2018 Mathematical Contest in Modeling
®
Press Release—April 20, 2018
COMAP is pleased to announce the results of the 34th annual
Mathematical Contest in Modeling (MCM). This year, 10670 teams
representing institutions from eighteen countries/regions participated in the
contest. Sixteen teams from the following institutions were designated as
OUTSTANDING WINNERS:
Army Medical University, China
Beihang University, China, (COMAP Scholarship Award)
Beijing Forestry University, China
Beijing Normal University, China (Frank Giordano Award)
Beijing University of Technology, China
Harbin Institute of Technology, China (INFORMS Award)
North China Electric Power University Baoding, China
Peking University, China (SIAM Award)
Shanghai Jiao Tong University, China (2)
(INFORMS Award)
Shanghai University of Finance and Economics, China
University of Colorado Boulder, CO, USA
(SIAM Award & MAA Award)
University of International Business and Economics, China
Virginia Tech, VA, USA,
(MAA Award & COMAP Scholarship Award)
Xi'an Jiaotong University, China (ASA Data Insights Award)
Zhengzhou University, China
This year’s contest ran from Thursday, February 8 to Monday, February
12, 2018. During that time, teams of up to three undergraduate or high
school students researched, modeled, and submitted a solution to one of
three modeling problems. The 2018 MCM was primarily an online contest.
Teams registered, obtained contest materials, and downloaded the problem
and data at the prescribed time through COMAP’s MCM Website.
This year, the three MCM problems represented interesting scenarios for
contestants, each offering a dimension of mathematical modeling that was
unique. The authors of problems A, B, and C are Dr. Michael Tortorella
(A, B) and Dr. Kelly Black, respectively.
Problem A introduced a long standing yet not widely understood problem
involving high frequency (HF) radio transmissions that exhibit multiple
hopping behavior due to both surface and atmospheric conditions. Teams
were asked to identify influential variables and construct a mathematical
model to determine the maximum number of hops a transmission could
make before the signal dropped below a maximum usable frequency
(MUF) over a calm ocean, a turbulent ocean, and rugged terrain. To
compound the challenge a bit, the receiving station became a moving ship
on the ocean. This was a tough problem with multiple modeling choices
needed to be made in order to obtain viable, realistic answers to the
questions posed.
The B problem addressed an interesting issue of language transference,
cross-influence, and survivability in the modern age of sophisticated digital
communications. Placed in the context of a large multinational service
company seeking to identify potential locations for offices, teams were
asked to mathematically model the evolution of language speaker densities
for 10 major languages as influenced by population movement trends and
digital communications to predict where offices should be placed and what
languages in addition to English should be resourced with fluent speakers.

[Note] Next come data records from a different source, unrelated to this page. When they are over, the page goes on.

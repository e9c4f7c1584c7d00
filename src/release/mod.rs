//! Release stages
//!
//! A stable -rt release runs through these stages, one `srt` sub command
//! each:
//!
//! 1. [commit] - bump the localversion marker and commit
//! 2. [tag] - sign a tag for the release commit
//! 3. [create] - write patch, series tarball and incremental patch
//! 4. [sign] - detached signatures for the artifacts
//! 5. [upload] - publish artifacts with `kup`
//! 6. [push] - push branch and tags
//! 7. [announce] - mail the review series or print the announcement

pub mod announce;
pub mod commit;
pub mod create;
pub mod push;
pub mod sign;
pub mod tag;
pub mod template;
pub mod upload;

use std::path::PathBuf;

use regex::Regex;
use tracing::debug;

use crate::config::ReleaseConfig;
use crate::error::{Result, SrtError};
use crate::git::Repository;
use crate::process::{ToolCommand, ToolRunner};
use crate::ui;

const RELEASE_COMMIT_PATTERN: &str = r"^.*Linux ([0-9.]+[-a-z0-9]+)( REBASE)*";

/// Everything a stage needs to talk to the outside world
pub struct Session<'a> {
    pub repo: &'a dyn Repository,
    pub runner: &'a dyn ToolRunner,
    pub config: &'a ReleaseConfig,
    /// Root of the `patches/` layout and of relative config paths
    pub workdir: PathBuf,
    /// `None` asks on the terminal, `Some(answer)` answers every prompt
    pub assume: Option<bool>,
}

impl Session<'_> {
    /// Ask `prompt` unless the answer was fixed up front
    pub fn confirm(&self, prompt: &str) -> Result<bool> {
        match self.assume {
            Some(answer) => {
                debug!("{} -> {}", prompt, answer);
                Ok(answer)
            }
            None => Ok(ui::confirm_action(prompt)?),
        }
    }

    pub fn run(&self, command: &ToolCommand) -> Result<String> {
        self.runner.run(command)
    }
}

/// Version line of a release commit, e.g. `Linux 4.4.115-rt38 REBASE`
#[derive(Debug, Clone, PartialEq, Eq)]
pub struct ReleaseCommit {
    /// The full matching message line
    pub line: String,
    /// Kernel release without leading `v`, e.g. `4.4.115-rt38`
    pub version: String,
    pub rebase: bool,
}

/// First line of `message` that looks like a release commit subject
pub fn parse_release_commit(message: &str) -> Option<ReleaseCommit> {
    let re = Regex::new(RELEASE_COMMIT_PATTERN).ok()?;
    message.lines().find_map(|line| {
        re.captures(line).map(|caps| ReleaseCommit {
            line: line.to_string(),
            version: caps[1].to_string(),
            rebase: caps.get(2).is_some(),
        })
    })
}

/// Old and new tag for stages that accept them optionally.
///
/// Without explicit tags the new tag is the nearest tag from `HEAD` and the
/// old tag the nearest tag before it.
pub fn resolve_tags(
    repo: &dyn Repository,
    old: Option<String>,
    new: Option<String>,
) -> Result<(String, String)> {
    match (old, new) {
        (Some(old), Some(new)) => Ok((old, new)),
        (None, None) => {
            let new = repo
                .describe("HEAD")?
                .ok_or_else(|| SrtError::preflight("no tag reachable from HEAD"))?;
            let old = repo
                .describe(&format!("{}^", new))?
                .ok_or_else(|| SrtError::preflight(format!("no tag before {}", new)))?;
            debug!("Derived tags {} -> {}", old, new);
            Ok((old, new))
        }
        _ => Err(SrtError::preflight("either both OLD_TAG and NEW_TAG or none")),
    }
}

#[cfg(test)]
pub(crate) mod testing {
    use super::*;

    /// Session answering every prompt with `assume`
    pub fn session<'a>(
        repo: &'a dyn Repository,
        runner: &'a dyn ToolRunner,
        config: &'a ReleaseConfig,
        workdir: &std::path::Path,
        assume: bool,
    ) -> Session<'a> {
        Session {
            repo,
            runner,
            config,
            workdir: workdir.to_path_buf(),
            assume: Some(assume),
        }
    }

    pub fn config() -> ReleaseConfig {
        ReleaseConfig {
            gpg_key_id: Some("5D0A306C".to_string()),
            gnupghome: Some("/home/me/.gnupg".to_string()),
            prj_git_tree: Some("git@gitolite.kernel.org:linux-stable-rt".to_string()),
            prj_dir: Some("/pub/linux/kernel/projects/rt/4.4".to_string()),
            mail_to: vec![
                "Foo Bar <foo@bar.barf>".to_string(),
                "example@example.com".to_string(),
            ],
            sender: Some("Mighty Eagle <me@incredible.com>".to_string()),
            name: Some("Mighty Eagle".to_string()),
            section: "rt-repo/origin/v4.4-rt".to_string(),
            ..ReleaseConfig::default()
        }
    }
}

Finally, the C problem introduced a large set of data representing 50 years
of energy use in California, Arizona, New Mexico, and Texas summarized
in 605 variables, and asked teams to build a mathematical model to
characterize an ‘energy profile’ for each state. This energy profile model
was then used to assess which profile was ‘best.’ Thus, there was, as in past
years, a good amount of structured thinking, discussion, and decision
making required before any team could undertake mathematical modeling.
A majority of teams chose this problem to tackle, yielding a wealth of
insightful data insights upon which teams constructed their solutions.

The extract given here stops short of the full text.